Patience

Patience

… know that the testing of your faith develops perseverance. Perseverance must finish its work so that you may be mature and complete, not lacking anything. James 1:3-4

“Are you asleep?” 

It’s the universal question that every married man hears after being awakened out of a sound sleep by the tossing, turning and deep sighs of a sleep deprived and slightly cranky wife. 
“I was…” I say, as I sluggishly take my mind out of ‘park’ and slowly shift it into first gear. The gears of my mind grind in protest. 

“I’m going to kill that dog.” Pam says flatly. 

The dog. Our house is surrounded by serious dog owners- not the little dust mop varieties with the shrill annoying yaps, but the “cousin to the wolf” variety whose bark rattles our thermopane windows. With disturbing regularity someone’s dog is in a back yard at 2 AM barking his fool head off. 

My wife’s up now, peeking out the window. In the neighbor’s yard across the way is a giant yellow lab standing on a frozen snow drift barking at the stars. With all of the snow on the ground the dog is silhouetted, almost backlit, as it stands broad side in the yard. 

“I’m going to kill him…” She mutters. 

At this point I’m doing mental check lists to ensure that my hunting rifle is securely locked in the downstairs gun safe and I don’t have any spare ammo lying around. 

She’s back in bed now and finishes her sentence. “… But first, I’m going to take down the Prince William County School Board.” Having the kids at home for 12 consecutive days because of 2 record snow falls has taken its toll. Since I head off to work each day and leave her, I wisely decide that all my wife really needs right now is a listening ear. 
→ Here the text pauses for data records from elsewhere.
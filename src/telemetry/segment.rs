//! Trace segments and sub-segments.
//!
//! A [`TraceSegment`] covers one inbound request. It is a cheap, cloneable
//! handle: the tracing middleware keeps one clone and puts another into the
//! request extensions for handlers. Handlers open a [`Subsegment`] around
//! each unit of work; the sub-segment is closed and attached to its parent
//! when the guard drops, so error paths close it too.
//!
//! Closing a segment yields a [`SegmentRecord`], the document submitted to
//! the tracing backend.

use std::collections::BTreeMap;
use std::fmt;
use std::sync::{Arc, Mutex, MutexGuard, PoisonError};

use chrono::{DateTime, Utc};
use serde::{Serialize, Serializer};
use serde_json::Value;

/// Free-form metadata, grouped under the `default` namespace.
#[derive(Debug, Clone, Default, PartialEq, Serialize)]
pub struct Metadata {
    /// Metadata in the default namespace.
    pub default: BTreeMap<String, Value>,
}

impl Metadata {
    /// Returns `true` when no metadata was recorded.
    #[must_use]
    pub fn is_empty(&self) -> bool {
        self.default.is_empty()
    }
}

/// HTTP request fields of a segment.
#[derive(Debug, Clone, Default, PartialEq, Serialize)]
pub struct HttpRequestRecord {
    /// Request method.
    pub method: String,
    /// Request URL.
    pub url: String,
}

/// HTTP response fields of a segment.
#[derive(Debug, Clone, PartialEq, Serialize)]
pub struct HttpResponseRecord {
    /// Numeric response status.
    pub status: u16,
}

/// HTTP section of a segment document.
#[derive(Debug, Clone, Default, PartialEq, Serialize)]
pub struct HttpRecord {
    /// Request side.
    pub request: HttpRequestRecord,
    /// Response side, absent if the request never completed.
    #[serde(skip_serializing_if = "Option::is_none")]
    pub response: Option<HttpResponseRecord>,
}

/// A closed sub-segment.
#[derive(Debug, Clone, PartialEq, Serialize)]
pub struct SubsegmentRecord {
    /// Unit-of-work name, e.g. `create post`.
    pub name: String,
    /// 16 hex character identifier.
    pub id: String,
    /// Start time.
    #[serde(serialize_with = "epoch_seconds")]
    pub start_time: DateTime<Utc>,
    /// End time.
    #[serde(serialize_with = "epoch_seconds")]
    pub end_time: DateTime<Utc>,
    /// Set when the unit of work failed.
    #[serde(skip_serializing_if = "is_false")]
    pub error: bool,
    /// Indexed key/values.
    #[serde(skip_serializing_if = "BTreeMap::is_empty")]
    pub annotations: BTreeMap<String, Value>,
    /// Free-form metadata.
    #[serde(skip_serializing_if = "Metadata::is_empty")]
    pub metadata: Metadata,
}

/// A closed segment, as submitted to the tracing backend.
#[derive(Debug, Clone, PartialEq, Serialize)]
pub struct SegmentRecord {
    /// Segment name, derived from the request path.
    pub name: String,
    /// 16 hex character identifier.
    pub id: String,
    /// Trace identifier, `1-<epoch hex>-<24 hex>`.
    pub trace_id: String,
    /// Start time.
    #[serde(serialize_with = "epoch_seconds")]
    pub start_time: DateTime<Utc>,
    /// End time.
    #[serde(serialize_with = "epoch_seconds")]
    pub end_time: DateTime<Utc>,
    /// HTTP request and response fields.
    pub http: HttpRecord,
    /// Set for 4xx responses.
    #[serde(skip_serializing_if = "is_false")]
    pub error: bool,
    /// Set for 5xx responses.
    #[serde(skip_serializing_if = "is_false")]
    pub fault: bool,
    /// Indexed key/values.
    #[serde(skip_serializing_if = "BTreeMap::is_empty")]
    pub annotations: BTreeMap<String, Value>,
    /// Free-form metadata.
    #[serde(skip_serializing_if = "Metadata::is_empty")]
    pub metadata: Metadata,
    /// Closed sub-segments in closing order.
    #[serde(skip_serializing_if = "Vec::is_empty")]
    pub subsegments: Vec<SubsegmentRecord>,
}

impl SegmentRecord {
    /// Finds the first sub-segment named `name`.
    #[must_use]
    pub fn subsegment(&self, name: &str) -> Option<&SubsegmentRecord> {
        self.subsegments.iter().find(|s| s.name == name)
    }
}

#[allow(clippy::trivially_copy_pass_by_ref)]
fn is_false(value: &bool) -> bool {
    !*value
}

#[allow(clippy::cast_precision_loss)]
fn epoch_seconds<S: Serializer>(time: &DateTime<Utc>, serializer: S) -> Result<S::Ok, S::Error> {
    serializer.serialize_f64(time.timestamp_micros() as f64 / 1_000_000.0)
}

fn new_entity_id() -> String {
    format!("{:016x}", uuid::Uuid::new_v4().as_u128() & u128::from(u64::MAX))
}

fn new_trace_id(now: DateTime<Utc>) -> String {
    let random = uuid::Uuid::new_v4().as_u128() >> 32;
    format!("1-{:08x}-{random:024x}", now.timestamp())
}

fn lock<T>(mutex: &Mutex<T>) -> MutexGuard<'_, T> {
    mutex.lock().unwrap_or_else(PoisonError::into_inner)
}

#[derive(Debug, Default)]
struct SegmentState {
    http: HttpRecord,
    annotations: BTreeMap<String, Value>,
    metadata: Metadata,
    subsegments: Vec<SubsegmentRecord>,
}

#[derive(Debug)]
struct SegmentInner {
    id: String,
    trace_id: String,
    name: String,
    started_at: DateTime<Utc>,
    state: Mutex<SegmentState>,
}

/// Handle to the trace segment of one request.
#[derive(Clone)]
pub struct TraceSegment {
    inner: Arc<SegmentInner>,
}

impl fmt::Debug for TraceSegment {
    fn fmt(&self, f: &mut fmt::Formatter<'_>) -> fmt::Result {
        f.debug_struct("TraceSegment")
            .field("name", &self.inner.name)
            .field("trace_id", &self.inner.trace_id)
            .finish_non_exhaustive()
    }
}

impl TraceSegment {
    /// Opens a segment named `name`.
    #[must_use]
    pub fn begin(name: impl Into<String>) -> Self {
        let started_at = Utc::now();
        Self {
            inner: Arc::new(SegmentInner {
                id: new_entity_id(),
                trace_id: new_trace_id(started_at),
                name: name.into(),
                started_at,
                state: Mutex::new(SegmentState::default()),
            }),
        }
    }

    /// Segment name.
    #[must_use]
    pub fn name(&self) -> &str {
        &self.inner.name
    }

    /// Trace identifier.
    #[must_use]
    pub fn trace_id(&self) -> &str {
        &self.inner.trace_id
    }

    /// Segment identifier.
    #[must_use]
    pub fn id(&self) -> &str {
        &self.inner.id
    }

    /// Records the request method and URL.
    pub fn put_http_request(&self, method: &str, url: &str) {
        lock(&self.inner.state).http.request = HttpRequestRecord {
            method: method.to_string(),
            url: url.to_string(),
        };
    }

    /// Records the response status code.
    pub fn put_http_status(&self, status: u16) {
        lock(&self.inner.state).http.response = Some(HttpResponseRecord { status });
    }

    /// Adds an indexed annotation. A repeated key overwrites.
    pub fn put_annotation(&self, key: &str, value: impl Into<Value>) {
        lock(&self.inner.state)
            .annotations
            .insert(key.to_string(), value.into());
    }

    /// Adds free-form metadata. A repeated key overwrites.
    pub fn put_metadata(&self, key: &str, value: impl Into<Value>) {
        lock(&self.inner.state)
            .metadata
            .default
            .insert(key.to_string(), value.into());
    }

    /// Opens a sub-segment for one named unit of work.
    #[must_use]
    pub fn subsegment(&self, name: &str) -> Subsegment {
        tracing::debug!(segment = %self.inner.name, subsegment = name, "subsegment opened");
        Subsegment {
            parent: self.clone(),
            record: Some(SubsegmentRecord {
                name: name.to_string(),
                id: new_entity_id(),
                start_time: Utc::now(),
                end_time: Utc::now(),
                error: false,
                annotations: BTreeMap::new(),
                metadata: Metadata::default(),
            }),
        }
    }

    fn attach(&self, record: SubsegmentRecord) {
        lock(&self.inner.state).subsegments.push(record);
    }

    /// Closes the segment and snapshots it as a [`SegmentRecord`].
    ///
    /// Sub-segments still open at this point are not included.
    #[must_use]
    pub fn close(&self) -> SegmentRecord {
        let state = lock(&self.inner.state);
        let status = state.http.response.as_ref().map_or(0, |r| r.status);
        SegmentRecord {
            name: self.inner.name.clone(),
            id: self.inner.id.clone(),
            trace_id: self.inner.trace_id.clone(),
            start_time: self.inner.started_at,
            end_time: Utc::now(),
            http: state.http.clone(),
            error: (400..500).contains(&status),
            fault: status >= 500,
            annotations: state.annotations.clone(),
            metadata: state.metadata.clone(),
            subsegments: state.subsegments.clone(),
        }
    }
}

/// Guard for an open sub-segment; closes it when dropped.
#[derive(Debug)]
pub struct Subsegment {
    parent: TraceSegment,
    record: Option<SubsegmentRecord>,
}

impl Subsegment {
    /// Adds an indexed annotation to this sub-segment.
    pub fn put_annotation(&mut self, key: &str, value: impl Into<Value>) {
        if let Some(record) = self.record.as_mut() {
            record.annotations.insert(key.to_string(), value.into());
        }
    }

    /// Adds free-form metadata to this sub-segment.
    pub fn put_metadata(&mut self, key: &str, value: impl Into<Value>) {
        if let Some(record) = self.record.as_mut() {
            record.metadata.default.insert(key.to_string(), value.into());
        }
    }

    /// Flags the unit of work as failed.
    pub fn mark_error(&mut self) {
        if let Some(record) = self.record.as_mut() {
            record.error = true;
        }
    }

    /// Closes the sub-segment with the outcome of its unit of work.
    ///
    /// A failure flags the sub-segment and records the error text as
    /// `error` metadata; the result is handed back unchanged.
    ///
    /// # Errors
    ///
    /// Returns `result` as given.
    pub fn finish<T, E: fmt::Display>(mut self, result: Result<T, E>) -> Result<T, E> {
        if let Err(err) = &result {
            self.mark_error();
            self.put_metadata("error", err.to_string());
        }
        result
    }
}

impl Drop for Subsegment {
    fn drop(&mut self) {
        if let Some(mut record) = self.record.take() {
            record.end_time = Utc::now();
            tracing::debug!(
                segment = %self.parent.name(),
                subsegment = %record.name,
                error = record.error,
                "subsegment closed"
            );
            self.parent.attach(record);
        }
    }
}

#[cfg(test)]
#[allow(clippy::panic)]
mod tests {
    use super::*;

    #[test]
    fn identifiers_have_expected_shape() {
        let segment = TraceSegment::begin("posts");
        assert_eq!(segment.id().len(), 16);

        let parts: Vec<&str> = segment.trace_id().split('-').collect();
        assert_eq!(parts.len(), 3);
        assert_eq!(parts.first(), Some(&"1"));
        assert_eq!(parts.get(1).map(|p| p.len()), Some(8));
        assert_eq!(parts.get(2).map(|p| p.len()), Some(24));
    }

    #[test]
    fn close_captures_http_annotations_and_subsegments() {
        let segment = TraceSegment::begin("posts/7");
        segment.put_http_request("GET", "/posts/7");
        segment.put_annotation("post_id", 7);
        {
            let mut sub = segment.subsegment("get post");
            sub.put_metadata("sql", "SELECT 1");
        }
        segment.put_http_status(200);

        let record = segment.close();
        assert_eq!(record.name, "posts/7");
        assert_eq!(record.http.request.method, "GET");
        assert_eq!(record.http.response, Some(HttpResponseRecord { status: 200 }));
        assert_eq!(record.annotations.get("post_id"), Some(&Value::from(7)));
        assert!(!record.error && !record.fault);

        let Some(sub) = record.subsegment("get post") else {
            panic!("subsegment missing");
        };
        assert_eq!(sub.metadata.default.get("sql"), Some(&Value::from("SELECT 1")));
        assert!(sub.end_time >= sub.start_time);
    }

    #[test]
    fn failed_unit_of_work_flags_subsegment() {
        let segment = TraceSegment::begin("init");
        let sub = segment.subsegment("create table");
        let result: Result<(), String> = sub.finish(Err("table exists".to_string()));
        assert!(result.is_err());

        let record = segment.close();
        let Some(sub) = record.subsegment("create table") else {
            panic!("subsegment missing");
        };
        assert!(sub.error);
        assert_eq!(
            sub.metadata.default.get("error"),
            Some(&Value::from("table exists"))
        );
    }

    #[test]
    fn status_class_sets_error_and_fault() {
        let client = TraceSegment::begin("a");
        client.put_http_status(400);
        let record = client.close();
        assert!(record.error && !record.fault);

        let server = TraceSegment::begin("b");
        server.put_http_status(503);
        let record = server.close();
        assert!(!record.error && record.fault);
    }

    #[test]
    fn document_uses_epoch_seconds_and_omits_empty_sections() {
        let segment = TraceSegment::begin("posts");
        segment.put_http_request("POST", "/posts");
        segment.put_http_status(200);
        let Ok(doc) = serde_json::to_value(segment.close()) else {
            panic!("serialization failed");
        };
        assert!(doc.get("start_time").is_some_and(Value::is_f64));
        assert!(doc.get("subsegments").is_none());
        assert!(doc.get("annotations").is_none());
        assert!(doc.get("error").is_none());
        assert_eq!(
            doc.pointer("/http/response/status"),
            Some(&Value::from(200))
        );
    }
}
For the next 45 minutes or so we have a rambling conversation about home, family, church, the joys and frustrations of our recent adoption, our kids, our finances, our own personal struggles. It’s precious stuff. Not that we both wouldn’t rather be asleep, but still precious and much needed. It’s the glue that holds marriages together. 

“I think you’re more patient than I am.” She says, as tiredness sets back in and the length of time between our sentences increases. 

For the last two days I’ve been thinking about patience. By objective measure, her statement may be true. I run at a slower pace and don’t express my frustration as easily, but there are PLENTY of times when I am discouraged, angry or just flat out annoyed. I’m often impatient but just not expressing it. Usually it is over things that I have no control over- some injustice or inconvenience that I’ve sustained. Sometimes it’s over my own personal failings- I haven’t met my own level of expectation. Both reactions reveal a not so subtle self-focus. I’m impatient because things aren’t going MY way. 

Scripture reveals a broader perspectives on life’s trials. They are not about me and my agenda at all, but about God and what He is doing IN me. They are an essential and necessary part of God’s ongoing process of breaking me free from my fleshly responses and developing a closer dependence on Him. That patience or endurance or resiliency that develops in my life in the midst of life’s frustrations is a mark of spiritual maturity. It is God’s work in me. 

Having this perspective, in and of itself helps us become more patient. God is up to something. I may not understand it. I may not even like it. But I can trust it. God will use even this: ____________ (you fill in the blank). My role is to lean into the Father and allow God’s Spirit to produce the appropriate response throughout the trial. 

Why God can use even late night insomnia and a barking dog to reconnect a husband and wife! Trust me, I know.